Leonardo Capalbo, le conte d’Essex, sûr de lui, impétueux, assoiffé de pouvoir, est brillant, non seulement dans ses songs charmeurs, mais aussi dans ses moments d’insoumission arrogante. La scène de l’auberge où un barde aveugle chante une vieille balade, contrastant avec le faste de la cour, très poétique, a quelque chose de nostalgique. Le parti pris du metteur en scène, David McVicar, de déconnecter l’esthétique des costumes d’époque, très beaux, épurés, de l’esthétique intemporelle, allégorique, symbolique et antiréaliste, de la scénographie, en parfaite cohérence avec l’esprit de la partition, entre le XVIe et le XXe s., met en avant le travail des interprètes.

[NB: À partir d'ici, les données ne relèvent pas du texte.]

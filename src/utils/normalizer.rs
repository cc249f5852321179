use std::collections::HashSet;

use indexmap::IndexSet;

/// Text normalization used by the engine.
/// Turns raw text into the terms that make up vector dimensions.
///
/// The engine only ever calls `normalize`, so an implementation is free to
/// stem, fold case, or apply a language specific tokenizer.
pub trait TextNormalizer: Send + Sync {
    /// split text into tokens
    fn tokenize(&self, text: &str) -> Vec<String>;

    /// drop tokens without search value
    fn remove_stopwords(&self, tokens: Vec<String>) -> Vec<String>;

    /// tokenize + stopword removal
    #[inline]
    fn normalize(&self, text: &str) -> Vec<String> {
        self.remove_stopwords(self.tokenize(text))
    }
}

/// English stopwords used by `DefaultNormalizer::new`
pub const ENGLISH_STOPWORDS: &[&str] = &[
    "a", "about", "above", "after", "again", "against", "all", "am", "an", "and", "any", "are",
    "as", "at", "be", "because", "been", "before", "being", "below", "between", "both", "but",
    "by", "can", "could", "did", "do", "does", "doing", "down", "during", "each", "few", "for",
    "from", "further", "had", "has", "have", "having", "he", "her", "here", "hers", "herself",
    "him", "himself", "his", "how", "i", "if", "in", "into", "is", "it", "its", "itself", "just",
    "me", "more", "most", "my", "myself", "no", "nor", "not", "now", "of", "off", "on", "once",
    "only", "or", "other", "our", "ours", "ourselves", "out", "over", "own", "same", "she",
    "should", "so", "some", "such", "than", "that", "the", "their", "theirs", "them",
    "themselves", "then", "there", "these", "they", "this", "those", "through", "to", "too",
    "under", "until", "up", "very", "was", "we", "were", "what", "when", "where", "which",
    "while", "who", "whom", "why", "will", "with", "would", "you", "your", "yours", "yourself",
    "yourselves",
];

/// Default normalizer
/// - splits on every non alphanumeric character (Unicode aware, so `café` stays one token)
/// - lowercases
/// - removes stopwords (exact match after lowercasing)
#[derive(Debug, Clone)]
pub struct DefaultNormalizer {
    stopwords: HashSet<Box<str>>,
}

impl DefaultNormalizer {
    /// normalizer with the English stopword list
    pub fn new() -> Self {
        Self::with_stopwords(ENGLISH_STOPWORDS)
    }

    /// normalizer with a caller supplied stopword list
    pub fn with_stopwords<T>(stopwords: &[T]) -> Self
    where
        T: AsRef<str>,
    {
        Self {
            stopwords: stopwords
                .iter()
                .map(|w| w.as_ref().to_lowercase().into_boxed_str())
                .collect(),
        }
    }

    #[inline]
    pub fn is_stopword(&self, token: &str) -> bool {
        self.stopwords.contains(token)
    }
}

impl Default for DefaultNormalizer {
    fn default() -> Self {
        Self::new()
    }
}

impl TextNormalizer for DefaultNormalizer {
    fn tokenize(&self, text: &str) -> Vec<String> {
        text.split(|c: char| !c.is_alphanumeric())
            .filter(|s| !s.is_empty())
            .map(str::to_lowercase)
            .collect()
    }

    fn remove_stopwords(&self, tokens: Vec<String>) -> Vec<String> {
        tokens
            .into_iter()
            .filter(|t| !self.is_stopword(t))
            .collect()
    }
}

/// Remove duplicates, keeping the first occurrence order
pub fn remove_duplicates<T>(tokens: &[T]) -> Vec<String>
where
    T: AsRef<str>,
{
    tokens
        .iter()
        .map(|t| t.as_ref())
        .collect::<IndexSet<&str>>()
        .into_iter()
        .map(str::to_string)
        .collect()
}

#[cfg(test)]
mod tests {
    use super::*;

    #[test]
    fn tokenize_splits_and_lowercases() {
        let n = DefaultNormalizer::with_stopwords::<&str>(&[]);
        assert_eq!(
            n.tokenize("The Cat, sat; on-the MAT."),
            vec!["the", "cat", "sat", "on", "the", "mat"]
        );
        assert!(n.tokenize("  ,;. ").is_empty());
    }

    #[test]
    fn tokenize_keeps_unicode_letters() {
        let n = DefaultNormalizer::with_stopwords::<&str>(&[]);
        assert_eq!(n.tokenize("Café naïve/über"), vec!["café", "naïve", "über"]);
    }

    #[test]
    fn stopwords_are_removed_case_insensitively() {
        let n = DefaultNormalizer::with_stopwords(&["The"]);
        assert_eq!(n.normalize("the cat THE sat"), vec!["cat", "sat"]);
    }

    #[test]
    fn english_list_drops_common_words() {
        let n = DefaultNormalizer::new();
        assert_eq!(n.normalize("A cat is a fine pet"), vec!["cat", "fine", "pet"]);
    }

    #[test]
    fn remove_duplicates_keeps_first_occurrence() {
        assert_eq!(
            remove_duplicates(&["cat", "sat", "cat", "dog", "sat"]),
            vec!["cat", "sat", "dog"]
        );
        assert!(remove_duplicates::<&str>(&[]).is_empty());
    }
}
use rayon::prelude::*;

use crate::{
    error::{Result, VsmError},
    vectorizer::{compare::Scalar, config::EngineConfig, term::TermVector},
};

/// IDF calculation engine
///
/// Implementations must be pure: the same frequency slice and config always
/// produce the same IDF vector.
pub trait IdfEngine {
    /// IDF vector from the corpus frequency of every dimension
    /// # Arguments
    /// * `freq` - total occurrences per dimension
    /// * `config` - scale constant and optional frequency floor
    fn idf_vec<F: Scalar>(freq: &[F], config: &EngineConfig) -> Result<Vec<f64>>;

    /// element-wise `idf[i] * vector[i]`
    #[inline]
    fn weight(idf: &[f64], vector: &[u32]) -> Vec<f64> {
        debug_assert_eq!(idf.len(), vector.len());
        idf.iter()
            .zip(vector)
            .map(|(&w, &c)| w * c as f64)
            .collect()
    }
}

/// `idf[i] = log10(K / freq[i])`
/// K is `EngineConfig::idf_scale`, a fixed constant (2048 by default).
/// Terms more frequent than K get a negative weight.
#[derive(Debug, Clone, Copy, Default)]
pub struct DefaultIdfEngine;

impl IdfEngine for DefaultIdfEngine {
    fn idf_vec<F: Scalar>(freq: &[F], config: &EngineConfig) -> Result<Vec<f64>> {
        freq.iter()
            .enumerate()
            .map(|(dimension, &f)| {
                let mut f: f64 = f.into();
                // 下限があれば先に適用
                if let Some(floor) = config.min_frequency {
                    f = f.max(floor);
                }
                if f == 0.0 {
                    return Err(VsmError::ZeroFrequency { dimension });
                }
                Ok((config.idf_scale / f).log10())
            })
            .collect()
    }
}

/// IDF weighted document vectors, positionally aligned with the corpus
#[derive(Debug, Clone, PartialEq)]
pub struct WeightedMatrix {
    pub idf: Vec<f64>,
    pub rows: Vec<Vec<f64>>,
}

impl WeightedMatrix {
    /// Weight every document vector with the IDF derived from `freq`.
    /// Never mutates `freq`, so repeated calls give identical matrices.
    pub fn compute<E: IdfEngine>(
        freq: &[u64],
        documents: &[TermVector],
        config: &EngineConfig,
    ) -> Result<Self> {
        let freq: Vec<f64> = freq.iter().map(|&f| f as f64).collect();
        let idf = E::idf_vec(&freq, config)?;
        let rows = documents
            .par_iter()
            .map(|doc| E::weight(&idf, doc))
            .collect();
        Ok(Self { idf, rows })
    }

    #[inline]
    pub fn len(&self) -> usize {
        self.rows.len()
    }

    #[inline]
    pub fn is_empty(&self) -> bool {
        self.rows.is_empty()
    }
}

L’espace, au fond, en arrondi avec une grande porte, sur les deux côtés de la scène des balconnets où, dans certaines scènes, apparaissent les conseillers de la reine ou le chœur. Au centre du plateau trois grands arcs sur des plateformes tournantes qui se mettent dans différentes positions. Au-dessus un grand cercle suspendu avec deux globes qui parfois monte, parfois descend, évoquant l’univers et l’empire britannique en expansion. Dans ce dispositif sobre et très fonctionnel, les splendides costumes constituent en soi des éléments scénographiques. Élisabeth en majestueuse robe d’apparat et couronne sur sa perruque rousse, apparaît dans la scène où Essex la surprend dans son alcôve, vêtue juste d’une chemise de nuit, sans perruque, sans ornements, comme mise à nue, sans le masque protecteur du pouvoir.
Les seuls éléments scénographiques sont : un siège qu’on apporte pour la reine, au centre du plateau, une petite plateforme ronde qui se soulève, servant de siège, de table dans la scène de la condamnation à mort d’Essex et une table avec des bancs dans la scène de la taverne. L’excellente direction du jeu des interprètes, un peu décalé du réalisme, mais expressif, le traitement des scènes intimes et chorales, le travail très efficace et très plastique d’éclairage qui crée des ambiances et focalise des situations, sont les grandes qualités de la mise en scène, d’une extraordinaire théâtralité, de David McVicar.
Sans aucun doute cette remarquable production, sobre, belle, s’inscrira en lettres majuscules dans l’histoire des représentations de Gloriana.